Of all the entries below, only the lines from the one with "by exact name." up to and including the one with "pub enum ToolRegistryError" are to be duplicated exactly.

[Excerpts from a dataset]
··········

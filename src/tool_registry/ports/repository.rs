//! Repository port for the durable tool registry.

use crate::tool_registry::domain::{ToolId, ToolName, ToolRegistration};
use async_trait::async_trait;
use std::sync::Arc;
use thiserror::Error;

/// Result type for tool registry operations.
pub type ToolRegistryResult<T> = Result<T, ToolRegistryError>;

/// Persistence contract for tool registrations.
///
/// The registry row is the single source of truth for a tool's token and
/// schema. Implementations must enforce name uniqueness in the store itself
/// so that two concurrent registrations cannot both succeed.
#[async_trait]
pub trait ToolRegistryRepository: Send + Sync {
    /// Stores a new registration.
    ///
    /// # Errors
    ///
    /// Returns [`ToolRegistryError::DuplicateToolName`] when the name is
    /// already registered or [`ToolRegistryError::DuplicateTool`] when the
    /// identifier already exists.
    async fn register(&self, registration: &ToolRegistration) -> ToolRegistryResult<()>;

    /// Finds a registration by exact name.
    async fn find_by_name(&self, name: &ToolName) -> ToolRegistryResult<Option<ToolRegistration>>;

    /// Deletes the registration with the given name.
    ///
    /// # Errors
    ///
    /// Returns [`ToolRegistryError::NotFound`] when no registration exists.
    async fn deregister(&self, name: &ToolName) -> ToolRegistryResult<()>;

    /// Returns all registrations ordered by name.
    async fn list_all(&self) -> ToolRegistryResult<Vec<ToolRegistration>>;

    /// Checks that the backing store is reachable.
    async fn ping(&self) -> ToolRegistryResult<()>;
}

/// Errors returned by tool registry repository implementations.
#[derive(Debug, Clone, Error)]
pub enum ToolRegistryError {
    /// A registration with the same identifier already exists.
    #[error("duplicate tool identifier: {0}")]
    DuplicateTool(ToolId),

    /// A registration with the same name already exists.
    #[error("tool '{0}' is already registered")]
    DuplicateToolName(ToolName),

    /// The registration was not found.
    #[error("tool not found: {0}")]
    NotFound(ToolName),

    /// Persisted data could not be reconstructed into domain types.
    #[error("invalid persisted tool registration: {0}")]
    InvalidPersistedData(Arc<dyn std::error::Error + Send + Sync>),

    /// Persistence-layer failure.
    #[error("persistence error: {0}")]
    Persistence(Arc<dyn std::error::Error + Send + Sync>),
}

impl ToolRegistryError {
    /// Wraps persisted-data decoding or validation failures.
    pub fn invalid_persisted_data(err: impl std::error::Error + Send + Sync + 'static) -> Self {
        Self::InvalidPersistedData(Arc::new(err))
    }

    /// Wraps a persistence-layer failure.
    pub fn persistence(err: impl std::error::Error + Send + Sync + 'static) -> Self {
        Self::Persistence(Arc::new(err))
    }
}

··········

- _SOLVED PROBLEM_
    /// Finds a registration by exact name.
    async fn find_by_name(&self, name: &ToolName) -> ToolRegistryResult<Option<ToolRegistration>>;

    /// Deletes the registration with the given name.
    ///
    /// # Errors
    ///
    /// Returns [`ToolRegistryError::NotFound`] when no registration exists.
    async fn deregister(&self, name: &ToolName) -> ToolRegistryResult<()>;

    /// Returns all registrations ordered by name.
    async fn list_all(&self) -> ToolRegistryResult<Vec<ToolRegistration>>;

    /// Checks that the backing store is reachable.
    async fn ping(&self) -> ToolRegistryResult<()>;
}

/// Errors returned by tool registry repository implementations.
#[derive(Debug, Clone, Error)]
pub enum ToolRegistryError {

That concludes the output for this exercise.